So here’s how I’d like that Global Forest Disturbance Alert System I blogged about a couple of day ago to work, eventually. Or even this. Or this, for that matter.
But anyway. Say you’re reading about rattans in West Africa and you get interested in, say, Eremospatha barendii, which is kind of rare and probably perhaps sort of endangered, maybe. So you head on over to GBIF to get a better idea of its geographic distribution, but you come up blank. But then you do some more digging and you realize that there’s a new taxonomic revision, describing in minute detail the morphology and ecology of all the African species, with nice drawings and lists of specimens and identification keys. ((Truth to tell, this post started out as a simple alert for this work, but it sort of took on a life of its own.)) And, by golly, it has pretty maps too.

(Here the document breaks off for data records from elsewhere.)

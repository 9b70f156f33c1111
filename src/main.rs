use std::path::PathBuf;
use std::process::exit;

use anyhow::{Context, Result};
use clap::Parser;
use log::info;

use weatherlog::{history, ingest, logging, storage};

#[derive(Parser, Debug)]
#[command(
    name = "weatherlog",
    about = "Ingest framed weather-station readings from a serial device"
)]
struct Args {
    /// Serial port the device is attached to (e.g. /dev/ttyUSB0 or COM9)
    port: String,
    /// Baud rate of the serial link
    #[arg(long, default_value_t = ingest::DEFAULT_BAUD_RATE)]
    baud: u32,
    /// CSV log file, truncated at startup
    #[arg(long, default_value = storage::DEFAULT_LOG_FILE)]
    log_file: PathBuf,
    /// Maximum readings retained in the in-memory history
    #[arg(long, default_value_t = history::DEFAULT_CAPACITY)]
    capacity: usize,
}

fn main() {
    logging::init();
    if let Err(e) = run() {
        eprintln!("Error: {e:#}");
        exit(1);
    }
}

fn run() -> Result<()> {
    let args = Args::parse();

    let transport = ingest::open_port(&args.port, args.baud)
        .with_context(|| format!("could not open {}", args.port))?;
    let log = storage::CsvLog::create(&args.log_file)
        .with_context(|| format!("could not create log file {}", args.log_file.display()))?;
    let history = history::History::with_capacity(args.capacity);

    // Display code reads through clones of `history`; the collector thread
    // owns the writer side and the log file handle.
    let handle = weatherlog::Collector::new(transport, history.clone(), log).start();
    info!("ingesting; logging to {}", args.log_file.display());

    handle.join().context("ingestion loop failed")?;
    Ok(())
}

Pretty, but unusable. The damn things are in a PDF, not the nice Google Earth files you would have got from GBIF. But the coordinates of all the specimens ((Well, fortunately, in this case there’s basically only one, which is the reason why I chose that species. But you get the idea.)) are given in the text, so you extract them from the PDF and plonk them into Google Maps. It’s the little green arrow in southern Cameroon shown below.

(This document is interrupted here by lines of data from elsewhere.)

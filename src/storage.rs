//! Durable CSV log of accepted readings.
//!
//! The log file is truncated and re-headered once per process start, then
//! strictly appended. Every append flushes before returning, so an accepted
//! reading survives a crash immediately after acceptance; at this feed's
//! sample rate one flush per record costs nothing that matters.

use std::fs::File;
use std::path::Path;

use chrono::SecondsFormat;
use serde::Serialize;

use crate::protocol::Reading;

/// Default log file name, next to the process working directory.
pub const DEFAULT_LOG_FILE: &str = "weather_monitoring.csv";

const HEADER: [&str; 6] = ["timestamp", "temp", "hum", "pres", "lux", "wind"];

/// One log row: RFC 3339 timestamp plus the five fields at fixed precision.
#[derive(Debug, Serialize)]
struct LogRecord {
    timestamp: String,
    temp: String,
    hum: String,
    pres: String,
    lux: String,
    wind: String,
}

impl From<&Reading> for LogRecord {
    fn from(reading: &Reading) -> Self {
        let v = &reading.values;
        Self {
            timestamp: reading
                .timestamp
                .to_rfc3339_opts(SecondsFormat::Micros, false),
            temp: format!("{:.2}", v.temperature),
            hum: format!("{:.2}", v.humidity),
            pres: format!("{:.2}", v.pressure),
            lux: format!("{:.2}", v.illuminance),
            wind: format!("{:.2}", v.wind_speed),
        }
    }
}

/// Append-only CSV writer owned by the ingestion loop.
#[derive(Debug)]
pub struct CsvLog {
    writer: csv::Writer<File>,
}

impl CsvLog {
    /// Create or truncate the log at `path` and write the header row.
    pub fn create<P: AsRef<Path>>(path: P) -> Result<Self, csv::Error> {
        let file = File::create(path.as_ref())?;
        let mut writer = csv::WriterBuilder::new()
            .has_headers(false)
            .from_writer(file);
        writer.write_record(HEADER)?;
        writer.flush()?;
        Ok(Self { writer })
    }

    /// Append one reading as a row and flush it before returning.
    pub fn append(&mut self, reading: &Reading) -> Result<(), csv::Error> {
        self.writer.serialize(LogRecord::from(reading))?;
        self.writer.flush()?;
        Ok(())
    }
}

#[cfg(test)]
mod tests {
    use super::*;
    use crate::protocol::SensorValues;
    use std::fs;

    fn reading(n: f64) -> Reading {
        Reading::stamped_now(SensorValues {
            temperature: n,
            humidity: 45.0,
            pressure: 1013.2,
            illuminance: 300.0,
            wind_speed: 1.2,
        })
    }

    #[test]
    fn header_plus_one_row_per_reading() {
        let dir = tempfile::tempdir().unwrap();
        let path = dir.path().join("log.csv");
        let mut log = CsvLog::create(&path).unwrap();
        for i in 0..4 {
            log.append(&reading(f64::from(i))).unwrap();
        }

        let contents = fs::read_to_string(&path).unwrap();
        let lines: Vec<&str> = contents.lines().collect();
        assert_eq!(lines.len(), 5);
        assert_eq!(lines[0], "timestamp,temp,hum,pres,lux,wind");
        for row in &lines[1..] {
            assert_eq!(row.split(',').count(), 6);
        }
    }

    #[test]
    fn rows_carry_two_decimal_fields() {
        let dir = tempfile::tempdir().unwrap();
        let path = dir.path().join("log.csv");
        let mut log = CsvLog::create(&path).unwrap();
        log.append(&reading(21.5)).unwrap();

        let contents = fs::read_to_string(&path).unwrap();
        let row = contents.lines().nth(1).unwrap();
        assert!(
            row.ends_with(",21.50,45.00,1013.20,300.00,1.20"),
            "unexpected row: {row}"
        );
        // Timestamp column is a full date+time, not just a time of day.
        let timestamp = row.split(',').next().unwrap();
        assert!(timestamp.contains('T'), "not ISO-8601: {timestamp}");
    }

    #[test]
    fn recreate_truncates_previous_contents() {
        let dir = tempfile::tempdir().unwrap();
        let path = dir.path().join("log.csv");
        {
            let mut log = CsvLog::create(&path).unwrap();
            log.append(&reading(1.0)).unwrap();
        }
        let _log = CsvLog::create(&path).unwrap();

        let contents = fs::read_to_string(&path).unwrap();
        assert_eq!(contents.lines().count(), 1);
    }

    #[test]
    fn rows_survive_without_explicit_drop() {
        // The per-record flush is the durability point; the file must be
        // complete even while the writer is still alive.
        let dir = tempfile::tempdir().unwrap();
        let path = dir.path().join("log.csv");
        let mut log = CsvLog::create(&path).unwrap();
        log.append(&reading(2.0)).unwrap();

        let contents = fs::read_to_string(&path).unwrap();
        assert_eq!(contents.lines().count(), 2);
        drop(log);
    }
}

But you also want to know to what extent that area is threatened. So you head on over to the Global Forest Disturbance Alert System and you look at the latest data on where there is forest disturbance happening in Cameroon, which are the little red dots here.
Now you can see if that population of yours is perhaps threatened. Well no, you can’t do that now, not easily, because there’s no way to export the little red dots to Google Maps, or import the little green arrow into the Global Forest Disturbance Alert System. But I’m sure you will be able to do that one day. And then you could actually visit 3.066667 N 10.716667 E, and check out that Eremospatha barendii population, assuming it is still there, what with you spending so long mashing up the data and all, and also ground-truth any disturbance that the Global Forest Disturbance Alert System might have, er, alerted you to; maybe even describe its causes. And annotate the little green arrow and the little red dots with your observations.
Wouldn’t that be nice?
Luigi: The `Global Forest Disturbance Alert System’ is not only useful to identify the level of threat to species, but also to predict the future distribution of species needing forest disturbance.

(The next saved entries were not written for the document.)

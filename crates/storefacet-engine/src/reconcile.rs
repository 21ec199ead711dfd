#![forbid(unsafe_code)]

//! Turning a decoded filter response into container patches.
//!
//! Three of the four shop containers are replaced verbatim with
//! server-rendered markup. The active-filter chips arrive as structured
//! data instead and are rendered here, so chip labels pass through one
//! escaping point and the remove buttons carry machine-readable
//! attributes the host's re-bound handlers can act on.

use storefacet_host::output::{ContainerId, FragmentPatch};
use storefacet_wire::envelope::{ActiveFilter, FilterResults};

/// Build the full patch set for one reconciled response, in the order the
/// containers appear on the page.
#[must_use]
pub fn results_patches(results: &FilterResults) -> Vec<FragmentPatch> {
    vec![
        FragmentPatch {
            container: ContainerId::ProductsGrid,
            html: results.products.clone(),
        },
        FragmentPatch {
            container: ContainerId::ResultCount,
            html: results.result_count.clone(),
        },
        FragmentPatch {
            container: ContainerId::Pagination,
            html: results.pagination.clone(),
        },
        FragmentPatch {
            container: ContainerId::ActiveFilters,
            html: chips_markup(&results.active_filters),
        },
    ]
}

/// Render the active-filter chip row.
///
/// Each chip is a removal button tagged with `data-filter-type` and, for
/// category chips, `data-filter-id`. A non-empty row ends with the
/// clear-all control. No filters means an empty container.
#[must_use]
pub fn chips_markup(filters: &[ActiveFilter]) -> String {
    if filters.is_empty() {
        return String::new();
    }
    let mut html = String::new();
    for filter in filters {
        html.push_str("<button class=\"filter-chip\" data-filter-type=\"");
        html.push_str(filter.kind.as_str());
        html.push('"');
        if let Some(id) = filter.id {
            html.push_str(" data-filter-id=\"");
            html.push_str(&id.get().to_string());
            html.push('"');
        }
        html.push('>');
        push_escaped(&mut html, &filter.label);
        html.push_str("<span class=\"filter-chip-remove\" aria-hidden=\"true\">\u{d7}</span>");
        html.push_str("</button>");
    }
    html.push_str("<button class=\"filter-chip filter-chip-clear\">Clear all</button>");
    html
}

fn push_escaped(out: &mut String, text: &str) {
    for ch in text.chars() {
        match ch {
            '&' => out.push_str("&amp;"),
            '<' => out.push_str("&lt;"),
            '>' => out.push_str("&gt;"),
            '"' => out.push_str("&quot;"),
            '\'' => out.push_str("&#39;"),
            _ => out.push(ch),
        }
    }
}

Sunderland’s excellent rattan revision has, for example: “Eremospatha laurentii is found in both open areas as well as in closed-canopy forest. However, this species responds particularly well to selective logging and is a common component of regrowth vegetation where it occurs.”
It seems that rattans thrive on disturbance and even, as with many other economic woody plant species (especially palms) grow in monodominant stands. This seems to turn on its head the agroecological argument that we should copy nature by growing diversity: rather the opposite.